Dataset extract:
▬▬▬

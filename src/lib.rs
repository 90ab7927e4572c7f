// needed by the `select!` macro reaching the default recursion limit
#![recursion_limit = "256"]

#[macro_use]
extern crate serde_derive;

mod alert;
mod bencode;
mod choke;
pub mod conf;
mod counter;
mod disk;
mod discovery;
mod download;
pub mod engine;
pub mod error;
pub mod iovecs;
pub mod metainfo;
mod mse;
mod peer;
mod persistence;
mod piece_picker;
mod storage_info;
mod torrent;
mod tracker;

use bitvec::prelude::{BitVec, Msb0};

pub use alert::{
    Alert, AlertReceiver, EngineAlert, PeerAlert, PieceAlert, TorrentAlert,
    TrackerAlert,
};
pub use conf::{Conf, EngineConf, TorrentConf};
pub use engine::Engine;
pub use storage_info::FileInfo;

/// The type of a piece's index.
///
/// On the wire all integers are sent as 4-byte big endian integers, but in the
/// source code we use `usize` to be consistent with other index types in Rust.
pub type PieceIndex = usize;

/// The type of a file's index.
pub type FileIndex = usize;

/// Each torrent gets a randomyl assigned ID that is unique within the
/// application.
pub type TorrentId = u32;

/// The peer ID is an arbitrary 20 byte string.
///
/// Guidelines for choosing a peer ID: http://bittorrent.org/beps/bep_0020.html.
pub type PeerId = [u8; 20];

/// A SHA-1 hash digest, 20 bytes long.
pub type Sha1Hash = [u8; 20];

/// The bitfield represents the piece availability of a peer.
///
/// It is a compact bool vector of most significant bits to least significants
/// bits, that is, where the first highest bit represents the first piece, the
/// second highest element the second piece, and so on (e.g. `0b1100_0001` would
/// mean that we have pieces 0, 1, and 7). A truthy boolean value of a piece's
/// position in this vector means that the peer has the piece, while a falsy
/// value means it doesn't have the piece.
pub type Bitfield = BitVec<Msb0, u8>;

/// This is the only block length we're dealing with (except for possibly the
/// last block).  It is the widely used and accepted 16 KiB.
pub(crate) const BLOCK_LEN: u32 = 0x4000;

/// The largest message payload we accept, including the block payload of a
/// `Piece` message. Peers that send a frame larger than this are
/// disconnected as misbehaving.
pub(crate) const MAX_MSG_LEN: usize = BLOCK_LEN as usize + 128 * 1024;

/// A block is a fixed size chunk of a piece, which in turn is a fixed size
/// chunk of a torrent. Downloading torrents happen at this block level
/// granularity.
#[derive(Clone, Copy, Debug, PartialEq, Eq, PartialOrd, Ord, Hash)]
pub(crate) struct BlockInfo {
    /// The index of the piece of which this is a block.
    pub piece_index: PieceIndex,
    /// The zero-based byte offset into the piece.
    pub offset: u32,
    /// The block's length in bytes. Always 16 KiB (0x4000 bytes), for now.
    pub len: u32,
}

impl BlockInfo {
    /// Returns the index of the block within its piece, assuming the default
    /// block length of 16 KiB.
    pub fn index_in_piece(&self) -> PieceIndex {
        // we need to use "lower than or equal" as this may be the last block in
        // which case it may be shorter than the default block length
        debug_assert!(self.len <= BLOCK_LEN);
        debug_assert!(self.len > 0);
        (self.offset / BLOCK_LEN) as PieceIndex
    }
}

/// Returns the length of the block at the index in piece.
///
/// If the piece is not a multiple of the default block length, the returned
/// value is smalled.
///
/// # Panics
///
/// Panics if the index multiplied by the default block length would exceed the
/// piece length.
pub(crate) fn block_len(piece_len: u32, index: usize) -> u32 {
    let index = index as u32;
    let block_offset = index * BLOCK_LEN;
    assert!(piece_len > block_offset);
    std::cmp::min(piece_len - block_offset, BLOCK_LEN)
}

/// Returns the number of blocks in a piece of the given length.
pub(crate) fn block_count(piece_len: u32) -> usize {
    // all but the last piece are a multiple of the block length, but the
    // last piece may be shorter so we need to account for this by rounding
    // up before dividing to get the number of blocks in piece
    (piece_len as usize + (BLOCK_LEN as usize - 1)) / BLOCK_LEN as usize
}

#[cfg(test)]
mod tests {
    use super::*;

    // An arbitrary piece length that is an exact multiple of the canonical
    // block length (16 KiB).
    const BLOCK_LEN_MULTIPLE_PIECE_LEN: u32 = 2 * BLOCK_LEN;

    // An arbitrary piece length that is _not_ a multiple of the canonical block
    // length and the amount with which it overlaps the nearest exact multiple
    // value.
    const OVERLAP: u32 = 234;
    const UNEVEN_PIECE_LEN: u32 = 2 * BLOCK_LEN + OVERLAP;

    #[test]
    fn test_block_len() {
        assert_eq!(block_len(BLOCK_LEN_MULTIPLE_PIECE_LEN, 0), BLOCK_LEN);
        assert_eq!(block_len(BLOCK_LEN_MULTIPLE_PIECE_LEN, 1), BLOCK_LEN);

        assert_eq!(block_len(UNEVEN_PIECE_LEN, 0), BLOCK_LEN);
        assert_eq!(block_len(UNEVEN_PIECE_LEN, 1), BLOCK_LEN);
        assert_eq!(block_len(UNEVEN_PIECE_LEN, 2), OVERLAP);
    }

    #[test]
    #[should_panic]
    fn test_block_len_invalid_index_panic() {
        block_len(BLOCK_LEN_MULTIPLE_PIECE_LEN, 2);
    }

    #[test]
    fn test_block_count() {
        assert_eq!(block_count(BLOCK_LEN_MULTIPLE_PIECE_LEN), 2);

        assert_eq!(block_count(UNEVEN_PIECE_LEN), 3);
    }
}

▬▬▬

Exercise: The full set of entries, copied exactly, is the expected answer.

Solution to this exercise:
filename src/lib.rs
repository 90ab7927e4572c7f
// needed by the `select!` macro reaching the default recursion limit
#![recursion_limit = "256"]

#[macro_use]
extern crate serde_derive;

mod alert;
mod bencode;
mod choke;
pub mod conf;
mod counter;
mod disk;
mod discovery;
mod download;
pub mod engine;
pub mod error;
pub mod iovecs;
pub mod metainfo;
mod mse;
mod peer;
mod persistence;
mod piece_picker;
mod storage_info;
mod torrent;
mod tracker;

use bitvec::prelude::{BitVec, Msb0};

pub use alert::{
    Alert, AlertReceiver, EngineAlert, PeerAlert, PieceAlert, TorrentAlert,
    TrackerAlert,
};
pub use conf::{Conf, EngineConf, TorrentConf};
pub use engine::Engine;
pub use storage_info::FileInfo;

/// The type of a piece's index.
///
/// On the wire all integers are sent as 4-byte big endian integers, but in the
/// source code we use `usize` to be consistent with other index types in Rust.
pub type PieceIndex = usize;

/// The type of a file's index.
pub type FileIndex = usize;

/// Each torrent gets a randomyl assigned ID that is unique within the
/// application.
pub type TorrentId = u32;

/// The peer ID is an arbitrary 20 byte string.
///
/// Guidelines for choosing a peer ID: http://bittorrent.org/beps/bep_0020.html.
pub type PeerId = [u8; 20];

/// A SHA-1 hash digest, 20 bytes long.
pub type Sha1Hash = [u8; 20];

/// The bitfield represents the piece availability of a peer.
///
/// It is a compact bool vector of most significant bits to least significants
/// bits, that is, where the first highest bit represents the first piece, the
/// second highest element the second piece, and so on (e.g. `0b1100_0001` would
/// mean that we have pieces 0, 1, and 7). A truthy boolean value of a piece's
/// position in this vector means that the peer has the piece, while a falsy
/// value means it doesn't have the piece.
pub type Bitfield = BitVec<Msb0, u8>;

/// This is the only block length we're dealing with (except for possibly the
/// last block).  It is the widely used and accepted 16 KiB.
pub(crate) const BLOCK_LEN: u32 = 0x4000;

/// The largest message payload we accept, including the block payload of a
/// `Piece` message. Peers that send a frame larger than this are
/// disconnected as misbehaving.
pub(crate) const MAX_MSG_LEN: usize = BLOCK_LEN as usize + 128 * 1024;

/// A block is a fixed size chunk of a piece, which in turn is a fixed size
/// chunk of a torrent. Downloading torrents happen at this block level
/// granularity.
#[derive(Clone, Copy, Debug, PartialEq, Eq, PartialOrd, Ord, Hash)]
pub(crate) struct BlockInfo {
    /// The index of the piece of which this is a block.
    pub piece_index: PieceIndex,
    /// The zero-based byte offset into the piece.
    pub offset: u32,
    /// The block's length in bytes. Always 16 KiB (0x4000 bytes), for now.
    pub len: u32,
}

impl BlockInfo {
    /// Returns the index of the block within its piece, assuming the default
    /// block length of 16 KiB.
    pub fn index_in_piece(&self) -> PieceIndex {
        // we need to use "lower than or equal" as this may be the last block in
        // which case it may be shorter than the default block length
        debug_assert!(self.len <= BLOCK_LEN);
        debug_assert!(self.len > 0);
        (self.offset / BLOCK_LEN) as PieceIndex
    }
}

/// Returns the length of the block at the index in piece.
///
/// If the piece is not a multiple of the default block length, the returned
/// value is smalled.
///
/// # Panics
///
/// Panics if the index multiplied by the default block length would exceed the
/// piece length.
pub(crate) fn block_len(piece_len: u32, index: usize) -> u32 {
    let index = index as u32;
    let block_offset = index * BLOCK_LEN;
    assert!(piece_len > block_offset);
    std::cmp::min(piece_len - block_offset, BLOCK_LEN)
}

/// Returns the number of blocks in a piece of the given length.
pub(crate) fn block_count(piece_len: u32) -> usize {
    // all but the last piece are a multiple of the block length, but the
    // last piece may be shorter so we need to account for this by rounding
    // up before dividing to get the number of blocks in piece
    (piece_len as usize + (BLOCK_LEN as usize - 1)) / BLOCK_LEN as usize
}

#[cfg(test)]
mod tests {
    use super::*;

    // An arbitrary piece length that is an exact multiple of the canonical
    // block length (16 KiB).
    const BLOCK_LEN_MULTIPLE_PIECE_LEN: u32 = 2 * BLOCK_LEN;

    // An arbitrary piece length that is _not_ a multiple of the canonical block
    // length and the amount with which it overlaps the nearest exact multiple
    // value.
    const OVERLAP: u32 = 234;
    const UNEVEN_PIECE_LEN: u32 = 2 * BLOCK_LEN + OVERLAP;

    #[test]
    fn test_block_len() {
        assert_eq!(block_len(BLOCK_LEN_MULTIPLE_PIECE_LEN, 0), BLOCK_LEN);
        assert_eq!(block_len(BLOCK_LEN_MULTIPLE_PIECE_LEN, 1), BLOCK_LEN);

        assert_eq!(block_len(UNEVEN_PIECE_LEN, 0), BLOCK_LEN);
        assert_eq!(block_len(UNEVEN_PIECE_LEN, 1), BLOCK_LEN);
        assert_eq!(block_len(UNEVEN_PIECE_LEN, 2), OVERLAP);
    }

    #[test]
    #[should_panic]
    fn test_block_len_invalid_index_panic() {
        block_len(BLOCK_LEN_MULTIPLE_PIECE_LEN, 2);
    }

    #[test]
    fn test_block_count() {
        assert_eq!(block_count(BLOCK_LEN_MULTIPLE_PIECE_LEN), 2);

        assert_eq!(block_count(UNEVEN_PIECE_LEN), 3);
    }
}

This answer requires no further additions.